↓↓↓

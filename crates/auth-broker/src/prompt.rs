//! The prompt gateway seam.
//!
//! Every user-interactive decision the broker makes goes through one
//! generic button-indexed modal. The gateway may take arbitrarily long to
//! resolve — the broker imposes no timeout, and a call awaiting a human
//! decision simply remains pending. Only the logical call that issued a
//! prompt is blocked; concurrent calls show their own prompts
//! independently.

use async_trait::async_trait;
use std::collections::VecDeque;
use std::sync::Mutex;

/// Severity/icon hint for a message box.
#[derive(Debug, Clone, Copy, Default, PartialEq, Eq)]
pub enum MessageBoxKind {
    Info,
    #[default]
    Question,
    Warning,
}

/// A modal prompt with an ordered button set.
#[derive(Debug, Clone, PartialEq, Eq)]
pub struct MessageBoxRequest {
    pub title: String,
    pub message: String,
    pub buttons: Vec<String>,
    pub kind: MessageBoxKind,
}

/// The user's choice: an index into the request's button list.
#[derive(Debug, Clone, Copy, PartialEq, Eq)]
pub struct MessageBoxResponse {
    pub response: usize,
}

/// The interactive prompt surface.
#[async_trait]
pub trait PromptGateway: Send + Sync {
    /// Shows a modal and resolves to the clicked button's index.
    async fn show_message_box(&self, request: MessageBoxRequest) -> MessageBoxResponse;
}

/// A gateway that answers every prompt with the same button index.
///
/// Records every request it is shown; useful both in tests and for
/// headless embedders that auto-answer (index 0 declines every two-button
/// prompt the broker shows).
#[derive(Debug, Default)]
pub struct StaticPrompt {
    response: usize,
    seen: Mutex<Vec<MessageBoxRequest>>,
}

impl StaticPrompt {
    /// Creates a gateway that always answers with `response`.
    pub fn answering(response: usize) -> Self {
        Self {
            response,
            seen: Mutex::new(Vec::new()),
        }
    }

    /// Returns every request shown so far.
    pub fn requests(&self) -> Vec<MessageBoxRequest> {
        self.seen.lock().expect("lock poisoned").clone()
    }

    /// Returns the number of prompts shown so far.
    pub fn prompt_count(&self) -> usize {
        self.seen.lock().expect("lock poisoned").len()
    }
}

#[async_trait]
impl PromptGateway for StaticPrompt {
    async fn show_message_box(&self, request: MessageBoxRequest) -> MessageBoxResponse {
        self.seen.lock().expect("lock poisoned").push(request);
        MessageBoxResponse {
            response: self.response,
        }
    }
}

/// A gateway that answers prompts from a scripted queue.
///
/// Once the queue runs dry it answers 0, which declines every two-button
/// prompt the broker shows.
#[derive(Debug, Default)]
pub struct QueuedPrompt {
    responses: Mutex<VecDeque<usize>>,
    seen: Mutex<Vec<MessageBoxRequest>>,
}

impl QueuedPrompt {
    /// Creates a gateway with an empty script.
    pub fn new() -> Self {
        Self::default()
    }

    /// Appends a response to the script.
    pub fn push_response(&self, response: usize) {
        self.responses
            .lock()
            .expect("lock poisoned")
            .push_back(response);
    }

    /// Returns every request shown so far.
    pub fn requests(&self) -> Vec<MessageBoxRequest> {
        self.seen.lock().expect("lock poisoned").clone()
    }

    /// Returns the number of prompts shown so far.
    pub fn prompt_count(&self) -> usize {
        self.seen.lock().expect("lock poisoned").len()
    }
}

#[async_trait]
impl PromptGateway for QueuedPrompt {
    async fn show_message_box(&self, request: MessageBoxRequest) -> MessageBoxResponse {
        self.seen.lock().expect("lock poisoned").push(request);
        let response = self
            .responses
            .lock()
            .expect("lock poisoned")
            .pop_front()
            .unwrap_or(0);
        MessageBoxResponse { response }
    }
}

/// A gateway whose prompts never resolve.
///
/// Models a user who ignores the dialog; the awaiting call stays pending
/// forever while the rest of the broker keeps serving.
#[derive(Debug, Default)]
pub struct PendingPrompt {
    seen: Mutex<Vec<MessageBoxRequest>>,
}

impl PendingPrompt {
    pub fn new() -> Self {
        Self::default()
    }

    /// Returns every request shown so far.
    pub fn requests(&self) -> Vec<MessageBoxRequest> {
        self.seen.lock().expect("lock poisoned").clone()
    }
}

#[async_trait]
impl PromptGateway for PendingPrompt {
    async fn show_message_box(&self, request: MessageBoxRequest) -> MessageBoxResponse {
        self.seen.lock().expect("lock poisoned").push(request);
        std::future::pending().await
    }
}
//! Session request deduplication through the public surface.

use super::{ext, make_broker, pid, register, scopes, silent};

#[tokio::test]
async fn repeated_ask_yields_single_request() {
    let (broker, _prompts) = make_broker();
    let (_provider, _handle) = register(&broker, "acme", "Acme");
    let ext1 = ext("ext1", "Ext 1");

    broker
        .get_session(&ext1, &pid("acme"), &scopes(&["read"]), Default::default())
        .await
        .unwrap();
    broker
        .get_session(&ext1, &pid("acme"), &scopes(&["read"]), Default::default())
        .await
        .unwrap();

    assert_eq!(broker.get_session_requests().len(), 1);
}

#[tokio::test]
async fn scope_order_does_not_defeat_dedup() {
    let (broker, _prompts) = make_broker();
    let (_provider, _handle) = register(&broker, "acme", "Acme");
    let ext1 = ext("ext1", "Ext 1");

    broker
        .get_session(
            &ext1,
            &pid("acme"),
            &scopes(&["write", "read"]),
            Default::default(),
        )
        .await
        .unwrap();
    broker
        .get_session(
            &ext1,
            &pid("acme"),
            &scopes(&["read", "write"]),
            Default::default(),
        )
        .await
        .unwrap();

    let requests = broker.get_session_requests();
    assert_eq!(requests.len(), 1);
    assert_eq!(requests[0].scopes, vec!["read", "write"]);
}

#[tokio::test]
async fn distinct_extensions_yield_distinct_requests() {
    let (broker, _prompts) = make_broker();
    let (_provider, _handle) = register(&broker, "acme", "Acme");

    broker
        .get_session(
            &ext("ext1", "Ext 1"),
            &pid("acme"),
            &scopes(&["read"]),
            Default::default(),
        )
        .await
        .unwrap();
    broker
        .get_session(
            &ext("ext2", "Ext 2"),
            &pid("acme"),
            &scopes(&["read"]),
            Default::default(),
        )
        .await
        .unwrap();

    let requests = broker.get_session_requests();
    assert_eq!(requests.len(), 2);
    assert_ne!(requests[0].request_id, requests[1].request_id);
}

#[tokio::test]
async fn distinct_scope_sets_yield_distinct_requests() {
    let (broker, _prompts) = make_broker();
    let (_provider, _handle) = register(&broker, "acme", "Acme");
    let ext1 = ext("ext1", "Ext 1");

    broker
        .get_session(&ext1, &pid("acme"), &scopes(&["read"]), Default::default())
        .await
        .unwrap();
    broker
        .get_session(&ext1, &pid("acme"), &scopes(&["write"]), Default::default())
        .await
        .unwrap();

    assert_eq!(broker.get_session_requests().len(), 2);
}

#[tokio::test]
async fn silent_miss_writes_nothing() {
    let (broker, prompts) = make_broker();
    let (_provider, _handle) = register(&broker, "acme", "Acme");
    let updates_after_registration = broker.sink().len();

    let result = broker
        .get_session(&ext("ext1", "Ext 1"), &pid("acme"), &scopes(&["read"]), silent())
        .await
        .unwrap();

    assert!(result.is_none());
    assert!(broker.get_session_requests().is_empty());
    assert_eq!(prompts.prompt_count(), 0);
    assert_eq!(broker.sink().len(), updates_after_registration);
}

#[tokio::test]
async fn queued_miss_notifies_even_when_duplicate() {
    let (broker, _prompts) = make_broker();
    let (_provider, _handle) = register(&broker, "acme", "Acme");
    let ext1 = ext("ext1", "Ext 1");
    let baseline = broker.sink().len();

    broker
        .get_session(&ext1, &pid("acme"), &scopes(&["read"]), Default::default())
        .await
        .unwrap();
    assert_eq!(broker.sink().len(), baseline + 1);

    // The ledger is untouched by the re-ask, but the UI is re-notified.
    broker
        .get_session(&ext1, &pid("acme"), &scopes(&["read"]), Default::default())
        .await
        .unwrap();
    assert_eq!(broker.sink().len(), baseline + 2);
    assert_eq!(broker.get_session_requests().len(), 1);
}

#[tokio::test]
async fn unregistered_provider_miss_still_queues() {
    let (broker, _prompts) = make_broker();

    let result = broker
        .get_session(
            &ext("ext1", "Ext 1"),
            &pid("not-installed"),
            &scopes(&["read"]),
            Default::default(),
        )
        .await
        .unwrap();

    assert!(result.is_none());
    let requests = broker.get_session_requests();
    assert_eq!(requests.len(), 1);
    assert_eq!(requests[0].provider_id, "not-installed");
}

#[tokio::test]
async fn request_ids_follow_provider_extension_ordinal() {
    let (broker, _prompts) = make_broker();
    let (_provider, _handle) = register(&broker, "acme", "Acme");

    broker
        .get_session(
            &ext("ext1", "Ext 1"),
            &pid("acme"),
            &scopes(&["read"]),
            Default::default(),
        )
        .await
        .unwrap();
    broker
        .get_session(
            &ext("ext2", "Ext 2"),
            &pid("acme"),
            &scopes(&["read"]),
            Default::default(),
        )
        .await
        .unwrap();

    let ids: Vec<String> = broker
        .get_session_requests()
        .into_iter()
        .map(|r| r.request_id)
        .collect();
    assert!(ids.contains(&"acme-ext1-0".to_string()));
    assert!(ids.contains(&"acme-ext2-1".to_string()));
}
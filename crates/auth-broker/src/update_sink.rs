//! Update notification contracts for the authentication broker.
//!
//! The broker emits a [`ProviderUpdate`] after committing any change that
//! the UI may need to re-render: provider registration and unregistration,
//! a provider's own session-change event, an allowance write, or a queued
//! sign-in request. Returning an already-allowed session emits nothing.

use auth_protocol_types::ProviderUpdate;
use std::sync::Mutex;

/// A sink that receives provider update notifications from the broker.
///
/// Implementations decide what a notification means — typically pushing it
/// to the UI on the `authentication-provider-update` channel.
pub trait ProviderUpdateSink: Send + Sync {
    /// Deliver one update notification.
    ///
    /// Called after the corresponding ledger change has been applied.
    fn emit(&self, update: ProviderUpdate);
}

/// A no-op sink that discards all updates.
///
/// Useful for embedders with no UI surface.
#[derive(Debug, Default)]
pub struct NullSink;

impl ProviderUpdateSink for NullSink {
    fn emit(&self, _update: ProviderUpdate) {
        // Intentionally empty - discard all updates
    }
}

/// A sink that records all updates for testing.
#[derive(Debug, Default)]
pub struct RecordingSink {
    updates: Mutex<Vec<ProviderUpdate>>,
}

impl RecordingSink {
    /// Creates a new recording sink.
    pub fn new() -> Self {
        Self::default()
    }

    /// Returns all recorded updates.
    pub fn updates(&self) -> Vec<ProviderUpdate> {
        self.updates.lock().expect("lock poisoned").clone()
    }

    /// Clears all recorded updates.
    pub fn clear(&self) {
        self.updates.lock().expect("lock poisoned").clear();
    }

    /// Returns the number of recorded updates.
    pub fn len(&self) -> usize {
        self.updates.lock().expect("lock poisoned").len()
    }

    /// Returns true if no updates have been recorded.
    pub fn is_empty(&self) -> bool {
        self.len() == 0
    }
}

impl ProviderUpdateSink for RecordingSink {
    fn emit(&self, update: ProviderUpdate) {
        self.updates.lock().expect("lock poisoned").push(update);
    }
}
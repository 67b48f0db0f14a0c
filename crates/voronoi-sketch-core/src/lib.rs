//! # Voronoi Sketch Core
//!
//! Core types and utilities shared by the Voronoi sketch crates.
//! Provides the value types for points and bounding boxes, length unit
//! handling, and the error taxonomy used across the workspace.

pub mod error;
pub mod geometry;
pub mod units;

pub use error::{Error, GeometryError, MessageError, Result};
pub use geometry::{BoundingBox, Point, DEFAULT_TOLERANCE};
pub use units::{LengthUnit, MeasurementSystem};
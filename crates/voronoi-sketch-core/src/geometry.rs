//! Value types for profile geometry.
//!
//! Points and axis-aligned bounding boxes in the host document's length
//! unit. Equality between points is tolerance based, matching the host's
//! modeling tolerance rather than exact floating point comparison.

use crate::error::GeometryError;
use serde::{Deserialize, Serialize};

/// Default absolute tolerance used when comparing points.
pub const DEFAULT_TOLERANCE: f64 = 1e-6;

/// A point in the reference frame's length unit.
#[derive(Debug, Clone, Copy, PartialEq, Default, Serialize, Deserialize)]
pub struct Point {
    pub x: f64,
    pub y: f64,
    #[serde(default)]
    pub z: f64,
}

impl Point {
    /// Creates a planar point (z = 0).
    pub fn new(x: f64, y: f64) -> Self {
        Self { x, y, z: 0.0 }
    }

    /// Creates a point with an explicit z coordinate.
    pub fn new_3d(x: f64, y: f64, z: f64) -> Self {
        Self { x, y, z }
    }

    /// Calculates the distance to another point.
    pub fn distance_to(&self, other: &Point) -> f64 {
        ((self.x - other.x).powi(2) + (self.y - other.y).powi(2) + (self.z - other.z).powi(2))
            .sqrt()
    }

    /// True when every coordinate differs by less than `tolerance`.
    pub fn approx_eq(&self, other: &Point, tolerance: f64) -> bool {
        (self.x - other.x).abs() < tolerance
            && (self.y - other.y).abs() < tolerance
            && (self.z - other.z).abs() < tolerance
    }

    pub fn is_finite(&self) -> bool {
        self.x.is_finite() && self.y.is_finite() && self.z.is_finite()
    }

    /// Returns this point shifted by the given deltas.
    pub fn translated(&self, dx: f64, dy: f64, dz: f64) -> Point {
        Point::new_3d(self.x + dx, self.y + dy, self.z + dz)
    }
}

/// Axis-aligned bounding box defined by its min and max corners.
#[derive(Debug, Clone, Copy, PartialEq, Serialize, Deserialize)]
pub struct BoundingBox {
    pub min: Point,
    pub max: Point,
}

impl BoundingBox {
    pub fn new(min: Point, max: Point) -> Self {
        Self { min, max }
    }

    /// Smallest box containing every point, or `None` for an empty iterator.
    pub fn from_points<'a, I>(points: I) -> Option<Self>
    where
        I: IntoIterator<Item = &'a Point>,
    {
        let mut iter = points.into_iter();
        let first = *iter.next()?;
        let mut bbox = BoundingBox::new(first, first);
        for p in iter {
            bbox.expand_to(p);
        }
        Some(bbox)
    }

    /// Grows the box to include `point`.
    pub fn expand_to(&mut self, point: &Point) {
        self.min.x = self.min.x.min(point.x);
        self.min.y = self.min.y.min(point.y);
        self.min.z = self.min.z.min(point.z);
        self.max.x = self.max.x.max(point.x);
        self.max.y = self.max.y.max(point.y);
        self.max.z = self.max.z.max(point.z);
    }

    /// Box covering both `self` and `other`.
    pub fn union(&self, other: &BoundingBox) -> BoundingBox {
        let mut combined = *self;
        combined.expand_to(&other.min);
        combined.expand_to(&other.max);
        combined
    }

    pub fn width(&self) -> f64 {
        self.max.x - self.min.x
    }

    pub fn height(&self) -> f64 {
        self.max.y - self.min.y
    }

    /// Fails with `InvalidBounds` when any corner coordinate is not finite.
    pub fn validate(&self) -> Result<(), GeometryError> {
        if !self.min.is_finite() {
            return Err(GeometryError::invalid_bounds(format!(
                "min corner ({}, {}, {}) is not finite",
                self.min.x, self.min.y, self.min.z
            )));
        }
        if !self.max.is_finite() {
            return Err(GeometryError::invalid_bounds(format!(
                "max corner ({}, {}, {}) is not finite",
                self.max.x, self.max.y, self.max.z
            )));
        }
        Ok(())
    }
}
use voronoi_sketch_core::{Point, DEFAULT_TOLERANCE};
use voronoi_sketch_designer::profile::{parse_profile, profile_paths, to_profile_json};
use voronoi_sketch_designer::{stitch, CurveFragment};

const SLOT_PROFILE: &str = r#"[[{"x":"2.54","y":"7.62"}, {"x":"2.54","y":"2.54"}], [{"x":"12.7","y":"7.62"}, {"x":"7.62","y":"12.7"}, {"x":"2.54","y":"7.62"}], [{"x":"2.54","y":"2.54"}, {"x":"12.7","y":"2.54"}], [{"x":"12.7","y":"2.54"}, {"x":"12.7","y":"7.62"}]]"#;

#[test]
fn test_editor_profile_stitches_closed() {
    let fragments = parse_profile(SLOT_PROFILE).unwrap();
    assert_eq!(fragments.len(), 4);

    let stitched = stitch(&fragments, DEFAULT_TOLERANCE).unwrap();
    assert!(stitched.is_closed());

    let bbox = stitched.bounding_box().unwrap();
    assert_eq!(bbox.min, Point::new(2.54, 2.54));
    assert_eq!(bbox.max, Point::new(12.7, 12.7));
}

#[test]
fn test_profile_json_uses_significant_digits() {
    let fragments = vec![
        CurveFragment::line(Point::new(1.0 / 3.0, 2.0), Point::new(12.70001, 7.6199)),
        CurveFragment::line(Point::new(12.70001, 7.6199), Point::new(1.0 / 3.0, 2.0)),
    ];
    let stitched = stitch(&fragments, DEFAULT_TOLERANCE).unwrap();
    let json = to_profile_json(&stitched, 4).unwrap();
    assert_eq!(
        json,
        r#"[[{"x":"0.3333","y":"2"},{"x":"12.7","y":"7.62"}],[{"x":"12.7","y":"7.62"},{"x":"0.3333","y":"2"}]]"#
    );
}

#[test]
fn test_profile_paths_round_trip_within_precision() {
    let fragments = vec![CurveFragment::line(
        Point::new(3.14159, -2.71828),
        Point::new(100.25, 0.0),
    )];
    let paths = profile_paths(&fragments, 6);
    let json = serde_json::to_string(&paths).unwrap();
    let parsed = parse_profile(&json).unwrap();
    assert!(parsed[0].points()[0].approx_eq(&Point::new(3.14159, -2.71828), 1e-9));
    assert_eq!(parsed[0].points()[1], Point::new(100.25, 0.0));
}
//! # Voronoi Sketch
//!
//! Host-side logic for adding drawings from a Voronoi pattern editor to a
//! CAD sketch:
//! - Stitching the boundary curves of a selected profile into one loop
//! - Exchanging JSON messages with the editor palette
//! - Placing the published SVG so its top-left origin lands where expected
//!
//! ## Architecture
//!
//! The workspace is organized as several crates:
//!
//! 1. **voronoi-sketch-core** - Points, bounds, length units, errors
//! 2. **voronoi-sketch-designer** - Curve sampling, stitching, placement, profile JSON, SVG
//! 3. **voronoi-sketch-settings** - Configuration (JSON/TOML)
//! 4. **voronoi-sketch-palette** - Palette message parsing and the `init` payload
//! 5. **voronoi-sketch** - Publish session and the command-line driver

pub mod session;

pub use voronoi_sketch_core::units;
pub use voronoi_sketch_designer as designer;

pub use voronoi_sketch_core::{
    BoundingBox, Error, GeometryError, LengthUnit, MeasurementSystem, MessageError, Point, Result,
    DEFAULT_TOLERANCE,
};

pub use voronoi_sketch_designer::{
    compute_offset, parse_profile, sample_curves, stitch, to_profile_json, CurveEvaluator,
    CurveFragment, CurveSegment, OriginConvention, PlacementOffset, PlacementTarget, ProfileCurve,
    StitchStatus, StitchedLoop, SvgArtifact,
};

pub use voronoi_sketch_palette::{parse_message, InitPayload, PaletteMessage, PublishArguments};

pub use voronoi_sketch_settings::{Config, ConstructionPlane, DocumentSettings, GeometrySettings};

pub use session::{new_sketch_name, PublishPlan, PublishSession, SessionAction};

/// Library version
pub const VERSION: &str = env!("CARGO_PKG_VERSION");

/// Build date (set at compile time)
pub const BUILD_DATE: &str = env!("BUILD_DATE");

/// Initialize logging with the default configuration
///
/// Sets up structured logging with:
/// - Pretty console output on stderr, leaving stdout for JSON results
/// - RUST_LOG environment variable support
pub fn init_logging() -> anyhow::Result<()> {
    use tracing_subscriber::fmt;
    use tracing_subscriber::prelude::*;
    use tracing_subscriber::EnvFilter;

    let env_filter = EnvFilter::from_default_env().add_directive(tracing::Level::INFO.into());

    let fmt_layer = fmt::layer()
        .with_writer(std::io::stderr)
        .with_target(true)
        .with_level(true)
        .with_line_number(true)
        .pretty();

    tracing_subscriber::registry()
        .with(env_filter)
        .with(fmt_layer)
        .try_init()?;

    Ok(())
}
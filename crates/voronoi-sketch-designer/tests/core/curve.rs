use voronoi_sketch_core::Point;
use voronoi_sketch_designer::curve::{
    sample_curves, CurveEvaluator, CurveSegment, ParametricCurve, ProfileCurve,
    DEFAULT_SAMPLE_STEP,
};

#[test]
fn test_quadratic_samples_are_evenly_spaced() {
    let segment = CurveSegment::quadratic(
        Point::new(0.0, 0.0),
        Point::new(10.0, 20.0),
        Point::new(20.0, 0.0),
    );
    let curve = ParametricCurve::new(segment);
    let frag = ProfileCurve::segment(segment)
        .to_fragment(DEFAULT_SAMPLE_STEP)
        .unwrap();

    let strides = (curve.length() / DEFAULT_SAMPLE_STEP).floor() as usize;
    assert_eq!(frag.len(), strides + 2);

    // Chords between interior samples approach the step for a smooth curve.
    for pair in frag.points()[..=strides].windows(2) {
        let chord = pair[0].distance_to(&pair[1]);
        assert!(chord <= DEFAULT_SAMPLE_STEP + 1e-9);
        assert!(chord > DEFAULT_SAMPLE_STEP * 0.95);
    }
    assert_eq!(*frag.last().unwrap(), curve.end_point());
}

#[test]
fn test_sample_curves_preserves_order() {
    let curves = vec![
        ProfileCurve::line(Point::new(0.0, 0.0), Point::new(1.0, 0.0)),
        ProfileCurve::line(Point::new(5.0, 5.0), Point::new(6.0, 5.0)),
    ];
    let fragments = sample_curves(&curves, 2.0).unwrap();
    assert_eq!(fragments.len(), 2);
    assert_eq!(*fragments[1].first().unwrap(), Point::new(5.0, 5.0));
}

#[test]
fn test_short_curve_keeps_both_endpoints() {
    // Shorter than one step: only the start is sampled, the end is appended.
    let segment = CurveSegment::circular_arc(Point::new(0.0, 0.0), 1.0, 0.0, 0.5);
    let frag = ProfileCurve::segment(segment).to_fragment(2.0).unwrap();
    assert_eq!(frag.len(), 2);
    assert!(frag.first().unwrap().approx_eq(&Point::new(1.0, 0.0), 1e-12));
}

#[test]
fn test_elliptical_quarter_arc_endpoints() {
    use std::f64::consts::FRAC_PI_2;

    let segment =
        CurveSegment::elliptical_arc(Point::new(0.0, 0.0), (4.0, 2.0), 0.0, 0.0, FRAC_PI_2);
    let curve = ParametricCurve::new(segment);
    assert!(curve.start_point().approx_eq(&Point::new(4.0, 0.0), 1e-9));
    assert!(curve.end_point().approx_eq(&Point::new(0.0, 2.0), 1e-9));
    // Quarter ellipse perimeter lies between the chord and the two semi-axes.
    assert!(curve.length() > 20f64.sqrt() && curve.length() < 6.0);
}

#[test]
fn test_tiny_step_rejected_before_sampling() {
    use voronoi_sketch_core::GeometryError;
    use voronoi_sketch_designer::curve::MAX_SAMPLES_PER_CURVE;

    let arc = ProfileCurve::segment(CurveSegment::circular_arc(
        Point::new(0.0, 0.0),
        10.0,
        0.0,
        1.0,
    ));
    for step in [1e-308, 1e-9] {
        assert_eq!(
            arc.to_fragment(step).unwrap_err(),
            GeometryError::InvalidSampleStep { step }
        );
    }

    // Just under the cap still samples.
    let step = 10.0 / (MAX_SAMPLES_PER_CURVE as f64 - 10.0);
    assert!(arc.to_fragment(step).unwrap().len() < MAX_SAMPLES_PER_CURVE + 2);
}

#[test]
fn test_arc_bounds_include_apex_missed_by_samples() {
    use std::f64::consts::PI;
    use voronoi_sketch_designer::curve::curves_bounding_box;

    // Half circle whose apex (0, 5) falls between two samples at step 2.
    let arc = ProfileCurve::segment(CurveSegment::circular_arc(
        Point::new(0.0, 0.0),
        5.0,
        0.0,
        PI,
    ));
    let sampled = arc.to_fragment(2.0).unwrap().bounding_box().unwrap();
    assert!(sampled.max.y < 5.0 - 1e-3);

    let curves = vec![
        arc,
        ProfileCurve::line(Point::new(-5.0, 0.0), Point::new(5.0, 0.0)),
    ];
    let exact = curves_bounding_box(&curves).unwrap();
    assert!((exact.max.y - 5.0).abs() < 1e-9);
    assert!((exact.min.x + 5.0).abs() < 1e-9);
    assert!(exact.min.y.abs() < 1e-9);
}

#[test]
fn test_bounds_unknown_for_opaque_evaluator() {
    use voronoi_sketch_designer::curve::curves_bounding_box;

    #[derive(Debug)]
    struct Opaque;

    impl CurveEvaluator for Opaque {
        fn start_point(&self) -> Point {
            Point::new(0.0, 0.0)
        }
        fn end_point(&self) -> Point {
            Point::new(1.0, 0.0)
        }
        fn length(&self) -> f64 {
            1.0
        }
        fn parameter_at_length(&self, length: f64) -> Option<f64> {
            Some(length)
        }
        fn point_at_parameter(&self, parameter: f64) -> Option<Point> {
            Some(Point::new(parameter, 0.0))
        }
    }

    let curves = vec![
        ProfileCurve::line(Point::new(0.0, 0.0), Point::new(1.0, 1.0)),
        ProfileCurve::curve(Opaque),
    ];
    assert_eq!(curves_bounding_box(&curves), None);
    assert_eq!(curves_bounding_box(&[]), None);
}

↑↑↑

§ **BRIEF**
Go through the records above and count every line that includes "Some". Give the number and nothing else.

§ **EXERCISE RESPONSE**
3